3. PROJECT/PUBLICATIONS

The overall project

Some key figures about our project:

Overall Research Questions:

  1. What do Swiss WhatsApp messages look like? What has changed overall between Swiss SMS and Swiss WhatsApp messages, and why (as regards linguistic structures, use of images in a broad sense, spelling, register-specific style, individualization vs. accommodation)?
  2. What is said / done by the individual users and the media in/on WhatsApp messages and chats, in relation to the findings for question 1?
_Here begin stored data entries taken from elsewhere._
impl SqlGenerator {
    /// Render a query into SQL text and bound parameter values
    pub fn generate(
        query: &Query,
        context: &GenerationContext,
    ) -> Result<(String, Vec<Value>), QueryError> {
        let mut values = Vec::new();
        let mut param_counter = 1;
        let sql = Self::generate_inner(query, context, &mut values, &mut param_counter)?;

        tracing::debug!("[GENERATE] SQL: {}", sql);
        tracing::debug!("[GENERATE] param count: {}", values.len());

        Ok((sql, values))
    }

    fn generate_inner(
        query: &Query,
        context: &GenerationContext,
        values: &mut Vec<Value>,
        param_counter: &mut i32,
    ) -> Result<String, QueryError> {
        let relation = query.relation();

        let mut sql = String::from("SELECT ");
        if query.is_distinct() {
            sql.push_str("DISTINCT ");
        }
        sql.push_str(&Self::build_select_clause(relation));

        sql.push_str(" FROM ");
        sql.push_str(&Self::build_source_sql(
            relation.source(),
            context,
            values,
            param_counter,
        )?);

        let join_clause = Self::build_join_clause(relation.children(), context)?;
        if !join_clause.is_empty() {
            sql.push(' ');
            sql.push_str(&join_clause);
        }

        // WHERE: resolve each deferred predicate, conjoin with AND
        let mut predicates = Vec::with_capacity(relation.predicates.len());
        for deferred in &relation.predicates {
            predicates.push(deferred.resolve(context)?);
        }
        if !predicates.is_empty() {
            let conditions_sql = predicates
                .iter()
                .map(|predicate| Self::build_predicate_sql(predicate, values, param_counter))
                .collect::<Vec<_>>()
                .join(" AND ");
            sql.push_str(" WHERE ");
            sql.push_str(&conditions_sql);
        }

        // GROUP BY: an empty resolved list means no clause
        if let Some(group) = &query.group_expressions {
            let columns = group.resolve(context)?;
            if !columns.is_empty() {
                sql.push_str(" GROUP BY ");
                sql.push_str(&columns.join(", "));
            }
        }

        // HAVING renders even without GROUP BY; SQL permits it
        if !query.having_expressions().is_empty() {
            let having_sql = query
                .having_expressions()
                .iter()
                .map(|predicate| Self::build_predicate_sql(predicate, values, param_counter))
                .collect::<Vec<_>>()
                .join(" AND ");
            sql.push_str(" HAVING ");
            sql.push_str(&having_sql);
        }

        if let Some(ordering) = &relation.ordering {
            let mut terms = ordering.resolve(context)?;
            if relation.ordering_reversed {
                terms = terms.into_iter().map(OrderingTerm::reversed).collect();
            }
            let order_clause = Self::build_order_clause(&terms);
            if !order_clause.is_empty() {
                sql.push(' ');
                sql.push_str(&order_clause);
            }
        }

        if let Some(limit) = query.limit_value() {
            sql.push_str(" LIMIT ");
            sql.push_str(&limit.sql());
        }

        Ok(sql)
    }

    fn build_source_sql(
        source: &RelationSource,
        context: &GenerationContext,
        values: &mut Vec<Value>,
        param_counter: &mut i32,
    ) -> Result<String, QueryError> {
        match source {
            RelationSource::Table { name, alias } => {
                let table = context.qualify_table(name);
                Ok(match alias {
                    Some(alias) => format!("{} AS {}", table, alias),
                    None => table,
                })
            }
            RelationSource::Subquery { query, alias } => {
                let inner = Self::generate_inner(query, context, values, param_counter)?;
                Ok(match alias {
                    Some(alias) => format!("({}) AS {}", inner, alias),
                    None => format!("({})", inner),
                })
            }
        }
    }

    /// Build SELECT clause, appending the selections of included children
    fn build_select_clause(relation: &Relation) -> String {
        let mut parts: Vec<String> = relation
            .selection()
            .iter()
            .map(Self::build_select_field)
            .collect();

        for child in relation.children().values() {
            if child.selects_columns {
                parts.extend(child.relation.selection().iter().map(Self::build_select_field));
            }
        }

        if parts.is_empty() {
            "*".to_string()
        } else {
            parts.join(", ")
        }
    }

    fn build_select_field(field: &SelectField) -> String {
        match field {
            SelectField::All => "*".to_string(),
            SelectField::Field(name) => name.clone(),
            SelectField::FieldWithAlias { field, alias } => {
                format!("{} AS {}", field, alias)
            }
            SelectField::Aggregate {
                function,
                field,
                alias,
            } => {
                let func_name = function.to_sql();
                let field_part = if function.is_distinct() {
                    if let Some(f) = field {
                        format!("DISTINCT {}", f)
                    } else {
                        "*".to_string()
                    }
                } else {
                    field.as_deref().unwrap_or("*").to_string()
                };

                let aggregate = format!("{}({})", func_name, field_part);

                if let Some(alias) = alias {
                    format!("{} AS {}", aggregate, alias)
                } else {
                    aggregate
                }
            }
        }
    }

    /// Build JOIN clauses for a relation's children, depth first.
    ///
    /// Fails with [`QueryError::Generation`] if a join target is not a plain
    /// table; associations always point at tables.
    pub fn build_join_clause(
        children: &std::collections::BTreeMap<String, ChildRelation>,
        context: &GenerationContext,
    ) -> Result<String, QueryError> {
        let mut parts = Vec::new();
        Self::append_join_clauses(children, context, &mut parts)?;
        Ok(parts.join(" "))
    }

    fn append_join_clauses(
        children: &std::collections::BTreeMap<String, ChildRelation>,
        context: &GenerationContext,
        parts: &mut Vec<String>,
    ) -> Result<(), QueryError> {
        for (key, child) in children {
            let table_part = match child.relation.source() {
                RelationSource::Table {
                    name,
                    alias: Some(alias),
                } => format!("{} AS {}", context.qualify_table(name), alias),
                RelationSource::Table { name, alias: None } => context.qualify_table(name),
                RelationSource::Subquery { .. } => {
                    return Err(QueryError::Generation(format!(
                        "join target for association '{}' must be a plain table",
                        key
                    )));
                }
            };

            let condition_part = match &child.condition {
                JoinCondition::On {
                    left_column,
                    right_column,
                } => format!("ON {} = {}", left_column, right_column),
                JoinCondition::Using(columns) => {
                    format!("USING ({})", columns.join(", "))
                }
            };

            parts.push(format!(
                "{} {} {}",
                child.kind.to_sql(),
                table_part,
                condition_part
            ));

            Self::append_join_clauses(child.relation.children(), context, parts)?;
        }

        Ok(())
    }

    /// Build WHERE clause from already-resolved predicates
    pub fn build_where_clause(predicates: &[SqlPredicate]) -> (String, Vec<Value>) {
        if predicates.is_empty() {
            return ("".to_string(), Vec::new());
        }

        let mut values = Vec::new();
        let mut param_counter = 1;

        let conditions_sql = predicates
            .iter()
            .map(|predicate| Self::build_predicate_sql(predicate, &mut values, &mut param_counter))
            .collect::<Vec<_>>()
            .join(" AND ");

        if conditions_sql.is_empty() {
            ("".to_string(), values)
        } else {
            (format!("WHERE {}", conditions_sql), values)
        }
    }

    fn build_predicate_sql(
        predicate: &SqlPredicate,
        values: &mut Vec<Value>,
        param_counter: &mut i32,
    ) -> String {
        match predicate {
            SqlPredicate::Condition(condition) => {
                Self::build_condition_sql(condition, values, param_counter)
            }
            SqlPredicate::Group {
                operator,
                predicates,
            } => {
                let operator_str = match operator {
                    LogicalOperator::And => " AND ",
                    LogicalOperator::Or => " OR ",
                };

                let group_conditions = predicates
                    .iter()
                    .map(|p| Self::build_predicate_sql(p, values, param_counter))
                    .collect::<Vec<_>>()
                    .join(operator_str);

                format!("({})", group_conditions)
            }
        }
    }

    fn build_condition_sql(
        condition: &SqlCondition,
        values: &mut Vec<Value>,
        param_counter: &mut i32,
    ) -> String {
        let column = &condition.column;

        match &condition.operator {
            SqlOperator::Eq => {
                if let Some(value) = &condition.value {
                    values.push(value.clone());
                    let param = format!("${}", param_counter);
                    *param_counter += 1;
                    format!("{} = {}", column, param)
                } else {
                    format!("{} IS NULL", column)
                }
            }
            SqlOperator::Ne => {
                if let Some(value) = &condition.value {
                    values.push(value.clone());
                    let param = format!("${}", param_counter);
                    *param_counter += 1;
                    format!("{} != {}", column, param)
                } else {
                    format!("{} IS NOT NULL", column)
                }
            }
            SqlOperator::Gt => {
                Self::build_binary_sql(column, ">", condition, values, param_counter)
            }
            SqlOperator::Gte => {
                Self::build_binary_sql(column, ">=", condition, values, param_counter)
            }
            SqlOperator::Lt => {
                Self::build_binary_sql(column, "<", condition, values, param_counter)
            }
            SqlOperator::Lte => {
                Self::build_binary_sql(column, "<=", condition, values, param_counter)
            }
            SqlOperator::Like => {
                Self::build_binary_sql(column, "LIKE", condition, values, param_counter)
            }
            SqlOperator::ILike => {
                Self::build_binary_sql(column, "ILIKE", condition, values, param_counter)
            }
            SqlOperator::In => {
                if let Some(Value::Array(array_values)) = &condition.value {
                    if array_values.is_empty() {
                        return "1=0".to_string(); // Empty IN clause
                    }

                    let placeholders: Vec<String> = array_values
                        .iter()
                        .map(|_| {
                            let param = format!("${}", param_counter);
                            *param_counter += 1;
                            param
                        })
                        .collect();

                    values.extend(array_values.clone());
                    format!("{} IN ({})", column, placeholders.join(", "))
                } else {
                    "1=0".to_string()
                }
            }
            SqlOperator::NotIn => {
                if let Some(Value::Array(array_values)) = &condition.value {
                    if array_values.is_empty() {
                        return "1=1".to_string(); // Empty NOT IN clause
                    }

                    let placeholders: Vec<String> = array_values
                        .iter()
                        .map(|_| {
                            let param = format!("${}", param_counter);
                            *param_counter += 1;
                            param
                        })
                        .collect();

                    values.extend(array_values.clone());
                    format!("{} NOT IN ({})", column, placeholders.join(", "))
                } else {
                    "1=1".to_string()
                }
            }
            SqlOperator::IsNull => format!("{} IS NULL", column),
            SqlOperator::IsNotNull => format!("{} IS NOT NULL", column),
        }
    }

    fn build_binary_sql(
        column: &str,
        operator: &str,
        condition: &SqlCondition,
        values: &mut Vec<Value>,
        param_counter: &mut i32,
    ) -> String {
        if let Some(value) = &condition.value {
            values.push(value.clone());
            let param = format!("${}", param_counter);
            *param_counter += 1;
            format!("{} {} {}", column, operator, param)
        } else {
            "1=0".to_string() // Invalid condition
        }
    }

    /// Build ORDER BY clause
    pub fn build_order_clause(terms: &[OrderingTerm]) -> String {
        if terms.is_empty() {
            return "".to_string();
        }

        let order_items: Vec<String> = terms
            .iter()
            .map(|term| format!("{} {}", term.column, term.direction.to_sql()))
            .collect();

        format!("ORDER BY {}", order_items.join(", "))
    }

    /// Build LIMIT/OFFSET clause
    pub fn build_limit_clause(limit: Option<&Limit>) -> String {
        match limit {
            Some(limit) => format!("LIMIT {}", limit.sql()),
            None => "".to_string(),
        }
    }

    /// Build GROUP BY clause
    pub fn build_group_by_clause(columns: &[String]) -> String {
        if columns.is_empty() {
            return "".to_string();
        }

        format!("GROUP BY {}", columns.join(", "))
    }

    /// Build HAVING clause from predicates, conjoined with AND
    pub fn build_having_clause(predicates: &[SqlPredicate]) -> (String, Vec<Value>) {
        if predicates.is_empty() {
            return ("".to_string(), Vec::new());
        }

        let mut values = Vec::new();
        let mut param_counter = 1;

        let conditions_sql = predicates
            .iter()
            .map(|predicate| Self::build_predicate_sql(predicate, &mut values, &mut param_counter))
            .collect::<Vec<_>>()
            .join(" AND ");

        (format!("HAVING {}", conditions_sql), values)
    }
}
Subprojects: The project consisted of four subprojects:

Subproject A: Language(s) of WhatsApp: Verbal Periphrases and Argument Drop

Two optional salient linguistic structures in French, (Swiss) German, Italian (and partially Romansh) WhatsApp messages were investigated: argument drop (already investigated in the SMS project), and the use of progressive verbal periphrases, in order to find out whether these structures are register-specific features (in the sense of Biber 1995) or mainly technologically provoked structures.

Subproject B: Language Design in WhatsApp: Icono/Graphy

This subproject looked at varying spelling strategies, and especially new sets of iconographic signs (emojis) across linguistic communities, as well as the specific function of these in shaping communicative identity.

Subproject C: Individuals in WhatsApp

This project set its research the focus on individual variation by investigating the features analysed in sub-projects A and B plus patterns of code-switching as variables at the level of the individual rather than the sociolinguistically defined group, focusing on Swiss German dialects and patterns of accommodation in interaction.

Subproject D: The Cultural Discourses and Social Meanings of Mobile Communication

This project described and analysed the public discourse on graphic mobile communication via WhatsApp (and SMS), trying to pin down the way Switzerland looks at the revolutionary developments in our communicative behaviour and its evaluation by the media. It created the Digital Discourse Database with entries from 117 newspapers from 16 countries in English, French, German, Spanish. The data was collected between 2014-2018.